The marriage of transformations, basic platforming and combat add the gameplay variety that is expected from the genre. The fact that this was originally developed for a portable platform doesn't handicap the game's length, as it'll take roughly eight hours to get through the campaign without going for 100%, something that's considered an average length nowadays. The game does have save points, but those who want more flexibility can take advantage of the emulator-like save system to create their own spots. You're limited to three such save states before having to overwrite them, though.

With all of that said, there are some design decisions that hold back the game a bit. For a game that styles itself as a Metroidvania, there's no in-game map to consult. The argument could be made that it takes more inspiration from Castlevania II: Simon's Quest, especially with the day and night cycle, but that isn't too positive when you consider how clunky that game is. Falling into pits causes you to lose a full life instead of just taking a health hit, like it does in later games. The zoomed-in camera means that you'll see more of Shantae, but that results in limited visibility for the environment. Also, while the default control scheme feels comfortable, it would've been nice to see some customization options for those who really want the original Game Boy Color layout, so A is jump and B is attack instead of vice versa.

This is a port of one of the later Game Boy Color games, but with that in mind, it is good to see how well the presentation holds up. The zoomed-in camera may be bothersome from a gameplay perspective, but it shows off a surprising amount of detail for what is essentially an 8-bit game. The character animations are fluid, especially the transitions from day to night and back again, as well as seeing Shantae move into buildings during the town exploration phases. The sound effects are classic 8-bit material, while the soundtrack pushes the technology of the time to produce some very rich themes in every area. The only blemish is the presence of an audible pop whenever a new musical track is being played, something that was also present but not fixed in the Switch version.

Keen-eyed players will notice that there are two iterations of the game included: the original Game Boy Color release and one that is enhanced for the Game Boy Advance. Graphically, the GBA version has brighter colors, but everything else remains the same, so don't expect drastic changes. Gameplay-wise, you can buy a spell that transforms you into a Tinkerbat, which makes the game easier since you can fly. Thanks to this major difference, both the GBC and GBA iterations are treated as two separate games with their own natural save and quick save files, so you have to be conscious of what you want if you plan on trying to beat the game.
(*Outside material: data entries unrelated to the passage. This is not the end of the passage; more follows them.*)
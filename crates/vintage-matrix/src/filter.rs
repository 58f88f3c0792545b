//! Categorical filters applied to the fact table before aggregation.

use polars::prelude::*;
use serde::{Deserialize, Serialize};
use std::fmt;
use std::str::FromStr;

use crate::error::{MatrixError, Result};
use crate::schema::{FactSchema, require_column};

/// Categorical dimensions of the fact table that can be filtered on.
#[derive(Debug, Clone, Copy, PartialEq, Eq, Hash, PartialOrd, Ord, Serialize, Deserialize)]
#[serde(rename_all = "snake_case")]
pub enum Dimension {
    /// Top-level business partition
    BusinessUnit,
    /// Originating branch
    Branch,
    /// Product group
    ProductGroup,
    /// Origination channel (physical, digital, ...)
    ChannelOrigin,
}

impl Dimension {
    /// All dimensions.
    pub const ALL: [Self; 4] = [
        Self::BusinessUnit,
        Self::Branch,
        Self::ProductGroup,
        Self::ChannelOrigin,
    ];

    /// Stable snake_case name.
    pub const fn as_str(&self) -> &'static str {
        match self {
            Self::BusinessUnit => "business_unit",
            Self::Branch => "branch",
            Self::ProductGroup => "product_group",
            Self::ChannelOrigin => "channel_origin",
        }
    }
}

impl fmt::Display for Dimension {
    fn fmt(&self, f: &mut fmt::Formatter<'_>) -> fmt::Result {
        f.write_str(self.as_str())
    }
}

impl FromStr for Dimension {
    type Err = MatrixError;

    fn from_str(s: &str) -> std::result::Result<Self, Self::Err> {
        match s.to_lowercase().replace('-', "_").as_str() {
            "business_unit" | "unit" => Ok(Self::BusinessUnit),
            "branch" => Ok(Self::Branch),
            "product_group" | "product" => Ok(Self::ProductGroup),
            "channel_origin" | "channel" => Ok(Self::ChannelOrigin),
            other => Err(MatrixError::InvalidParameter(format!(
                "unknown dimension: {other}"
            ))),
        }
    }
}

/// Equality or membership predicate on one dimension.
///
/// A single value is an equality test; several values form a membership
/// test. An empty value list matches no rows.
#[derive(Debug, Clone, PartialEq, Eq, Serialize, Deserialize)]
pub struct GroupFilter {
    /// Dimension to test
    pub dimension: Dimension,
    /// Accepted values
    pub values: Vec<String>,
}

impl GroupFilter {
    /// Keep rows whose dimension equals `value`.
    pub fn equals(dimension: Dimension, value: impl Into<String>) -> Self {
        Self {
            dimension,
            values: vec![value.into()],
        }
    }

    /// Keep rows whose dimension is one of `values`.
    pub fn one_of<I, S>(dimension: Dimension, values: I) -> Self
    where
        I: IntoIterator<Item = S>,
        S: Into<String>,
    {
        Self {
            dimension,
            values: values.into_iter().map(Into::into).collect(),
        }
    }

    fn to_expr(&self, column: &str) -> Option<Expr> {
        self.values
            .iter()
            .map(|value| col(column).cast(DataType::String).eq(lit(value.as_str())))
            .reduce(|acc, next| acc.or(next))
    }
}

/// Apply all `filters` (AND-combined) to `frame`.
///
/// Dimension columns are compared as strings, so numeric branch codes can be
/// filtered with their textual form.
pub fn apply_filters(
    frame: &DataFrame,
    schema: &FactSchema,
    filters: &[GroupFilter],
) -> Result<DataFrame> {
    if filters.is_empty() {
        return Ok(frame.clone());
    }

    let mut lazy = frame.clone().lazy();
    for filter in filters {
        let column = schema.dimension_column(filter.dimension);
        require_column(frame, column)?;
        match filter.to_expr(column) {
            Some(predicate) => lazy = lazy.filter(predicate),
            None => return Ok(frame.clear()),
        }
    }

    let filtered = lazy.collect()?;
    log::debug!(
        "filters kept {} of {} fact rows",
        filtered.height(),
        frame.height()
    );
    Ok(filtered)
}
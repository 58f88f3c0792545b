//! Schema descriptors for the loan fact table.
//!
//! [`FactSchema`] names the fixed columns (origination period and categorical
//! dimensions). [`MeasureSchema`] is the resolved mapping from maturity offset
//! to its numerator/denominator column pair, resolved once per build instead of
//! once per aggregation.

use polars::prelude::*;
use serde::{Deserialize, Serialize};

use crate::error::{MatrixError, Result};
use crate::filter::Dimension;
use crate::month::CohortMonth;

/// Names of the fixed columns of the fact table.
#[derive(Debug, Clone, PartialEq, Eq, Serialize, Deserialize)]
#[serde(default)]
pub struct FactSchema {
    /// Origination period column (string, date or datetime)
    pub origination_column: String,
    /// Business unit column
    pub business_unit_column: String,
    /// Branch column
    pub branch_column: String,
    /// Product group column
    pub product_group_column: String,
    /// Origination channel column
    pub channel_column: String,
}

impl Default for FactSchema {
    fn default() -> Self {
        Self {
            origination_column: "origination_period".to_string(),
            business_unit_column: "business_unit".to_string(),
            branch_column: "branch".to_string(),
            product_group_column: "product_group".to_string(),
            channel_column: "channel_origin".to_string(),
        }
    }
}

impl FactSchema {
    /// Column holding the given dimension.
    pub fn dimension_column(&self, dimension: Dimension) -> &str {
        match dimension {
            Dimension::BusinessUnit => &self.business_unit_column,
            Dimension::Branch => &self.branch_column,
            Dimension::ProductGroup => &self.product_group_column,
            Dimension::ChannelOrigin => &self.channel_column,
        }
    }

    /// Fail with [`MatrixError::MissingColumn`] unless the origination column exists.
    pub fn validate(&self, frame: &DataFrame) -> Result<()> {
        require_column(frame, &self.origination_column)
    }
}

/// The numerator/denominator column pair for one maturity offset.
#[derive(Debug, Clone, PartialEq, Eq, Serialize, Deserialize)]
pub struct OffsetColumns {
    /// Maturity offset, starting at 1
    pub offset: u32,
    /// Numerator column name
    pub numerator: String,
    /// Denominator column name
    pub denominator: String,
}

/// Resolved measure columns for a numerator/denominator prefix pair.
#[derive(Debug, Clone, PartialEq, Eq)]
pub struct MeasureSchema {
    numerator_prefix: String,
    denominator_prefix: String,
    offsets: Vec<OffsetColumns>,
    unpaired: Vec<u32>,
}

impl MeasureSchema {
    /// Look up `{prefix}{m}` columns, `m` in `1..=max_offset`.
    ///
    /// An offset is kept only when both columns exist.
    pub fn resolve(
        frame: &DataFrame,
        numerator_prefix: &str,
        denominator_prefix: &str,
        max_offset: u32,
    ) -> Self {
        Self::resolve_with(
            |name| frame.column(name).is_ok(),
            numerator_prefix,
            denominator_prefix,
            max_offset,
        )
    }

    /// Resolve against an arbitrary column-existence predicate.
    ///
    /// # Examples
    ///
    /// ```
    /// use vintage_matrix::MeasureSchema;
    ///
    /// let columns = ["npl_1", "cap_1", "npl_2", "cap_3"];
    /// let schema = MeasureSchema::resolve_with(|c| columns.contains(&c), "npl_", "cap_", 3);
    ///
    /// assert_eq!(schema.len(), 1);
    /// assert_eq!(schema.unpaired_offsets(), &[2, 3]);
    /// ```
    pub fn resolve_with(
        has_column: impl Fn(&str) -> bool,
        numerator_prefix: &str,
        denominator_prefix: &str,
        max_offset: u32,
    ) -> Self {
        let mut offsets = Vec::new();
        let mut unpaired = Vec::new();

        for offset in 1..=max_offset {
            let numerator = format!("{numerator_prefix}{offset}");
            let denominator = format!("{denominator_prefix}{offset}");
            match (has_column(&numerator), has_column(&denominator)) {
                (true, true) => offsets.push(OffsetColumns {
                    offset,
                    numerator,
                    denominator,
                }),
                (false, false) => {}
                _ => unpaired.push(offset),
            }
        }

        if !unpaired.is_empty() {
            log::warn!(
                "{numerator_prefix}/{denominator_prefix}: offsets {unpaired:?} have only one side of the pair and are excluded"
            );
        }
        log::debug!(
            "{numerator_prefix}/{denominator_prefix}: resolved {} of {max_offset} offsets",
            offsets.len()
        );

        Self {
            numerator_prefix: numerator_prefix.to_string(),
            denominator_prefix: denominator_prefix.to_string(),
            offsets,
            unpaired,
        }
    }

    /// Numerator prefix this schema was resolved for.
    pub fn numerator_prefix(&self) -> &str {
        &self.numerator_prefix
    }

    /// Denominator prefix this schema was resolved for.
    pub fn denominator_prefix(&self) -> &str {
        &self.denominator_prefix
    }

    /// Usable offsets, ascending.
    pub fn offsets(&self) -> &[OffsetColumns] {
        &self.offsets
    }

    /// Offsets where exactly one column of the pair exists.
    pub fn unpaired_offsets(&self) -> &[u32] {
        &self.unpaired
    }

    /// Column pair for `offset`, if usable.
    pub fn get(&self, offset: u32) -> Option<&OffsetColumns> {
        self.offsets.iter().find(|c| c.offset == offset)
    }

    /// Number of usable offsets.
    pub fn len(&self) -> usize {
        self.offsets.len()
    }

    /// True when no offset is usable.
    pub fn is_empty(&self) -> bool {
        self.offsets.is_empty()
    }
}

pub(crate) fn require_column(frame: &DataFrame, name: &str) -> Result<()> {
    if frame.column(name).is_ok() {
        Ok(())
    } else {
        Err(MatrixError::MissingColumn(name.to_string()))
    }
}

/// Read the origination column as months. Null periods stay `None`.
pub(crate) fn read_periods(frame: &DataFrame, name: &str) -> Result<Vec<Option<CohortMonth>>> {
    let column = frame
        .column(name)
        .map_err(|_| MatrixError::MissingColumn(name.to_string()))?;
    let text = column.cast(&DataType::String)?;
    text.str()?
        .into_iter()
        .map(|value| value.map(CohortMonth::parse).transpose())
        .collect()
}

/// Read a numeric column as `f64`.
pub(crate) fn read_measure(frame: &DataFrame, name: &str) -> Result<Vec<Option<f64>>> {
    let column = frame
        .column(name)
        .map_err(|_| MatrixError::MissingColumn(name.to_string()))?;
    if matches!(column.dtype(), DataType::String | DataType::Boolean) {
        return Err(MatrixError::UnsupportedType {
            column: name.to_string(),
            dtype: column.dtype().to_string(),
        });
    }
    let values = column.cast(&DataType::Float64)?;
    Ok(values.f64()?.into_iter().collect())
}

/// Read a categorical column as owned strings.
pub(crate) fn read_categories(frame: &DataFrame, name: &str) -> Result<Vec<Option<String>>> {
    let column = frame
        .column(name)
        .map_err(|_| MatrixError::MissingColumn(name.to_string()))?;
    let text = column.cast(&DataType::String)?;
    Ok(text
        .str()?
        .into_iter()
        .map(|value| value.map(str::to_string))
        .collect())
}

#[cfg(test)]
mod tests {
    use super::*;

    fn frame() -> DataFrame {
        DataFrame::new(vec![
            Series::new("origination_period".into(), &["2024-01", "2024-02"]).into(),
            Series::new("npl_1".into(), &[5.0, 6.0]).into(),
            Series::new("cap_1".into(), &[100.0, 100.0]).into(),
            Series::new("npl_2".into(), &[7.0, 8.0]).into(),
            Series::new("cap_2".into(), &[100.0, 100.0]).into(),
            Series::new("npl_3".into(), &[9.0, 9.0]).into(),
        ])
        .unwrap()
    }

    #[test]
    fn test_resolve_keeps_only_complete_pairs() {
        let schema = MeasureSchema::resolve(&frame(), "npl_", "cap_", 24);

        let offsets: Vec<u32> = schema.offsets().iter().map(|c| c.offset).collect();
        assert_eq!(offsets, vec![1, 2]);
        assert_eq!(schema.unpaired_offsets(), &[3]);
        assert_eq!(schema.get(2).unwrap().denominator, "cap_2");
        assert!(schema.get(3).is_none());
    }

    #[test]
    fn test_resolve_without_denominators_is_empty() {
        let schema = MeasureSchema::resolve(&frame(), "npl_", "capital_c", 24);
        assert!(schema.is_empty());
        assert_eq!(schema.unpaired_offsets(), &[1, 2, 3]);
    }

    #[test]
    fn test_max_offset_bounds_lookup() {
        let schema = MeasureSchema::resolve(&frame(), "npl_", "cap_", 1);
        assert_eq!(schema.len(), 1);
    }

    #[test]
    fn test_read_measure_rejects_strings() {
        let err = read_measure(&frame(), "origination_period").unwrap_err();
        assert!(matches!(err, MatrixError::UnsupportedType { .. }));
    }

    #[test]
    fn test_read_periods() {
        let periods = read_periods(&frame(), "origination_period").unwrap();
        assert_eq!(periods[1].unwrap().label(), "2024-02");
    }

    #[test]
    fn test_validate_missing_origination() {
        let schema = FactSchema {
            origination_column: "mes_apertura".to_string(),
            ..FactSchema::default()
        };
        assert!(matches!(
            schema.validate(&frame()),
            Err(MatrixError::MissingColumn(name)) if name == "mes_apertura"
        ));
    }
}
The two-year stretch between this release and the one on the Switch produces no real differences. The only obvious one is the presence of Trophies, and even then, the game doesn't opt to include Platinum ones. Despite the system being backward compatible, buying the game for the PS4 grants you a copy of the PS5 version and vice versa. While that does mean you'll earn two sets of Trophies with identical requirements for unlocking them, don't expect anything else to be different between versions, as the PS5 iteration doesn't feature anything like HDR support.

As a straightforward port of the GBC classic, Shantae works quite well. Minor issues like button remapping aside, once you get over a few things like the lack of a map and a more brutal life system, you'll find this to be a classic platformer that shows off how good this series and WayForward were from the beginning. Shantae fans who only own a PlayStation system will be very happy with this, and we hope that this means Xbox and PC fans will also be able to get this game on their platform of choice soon.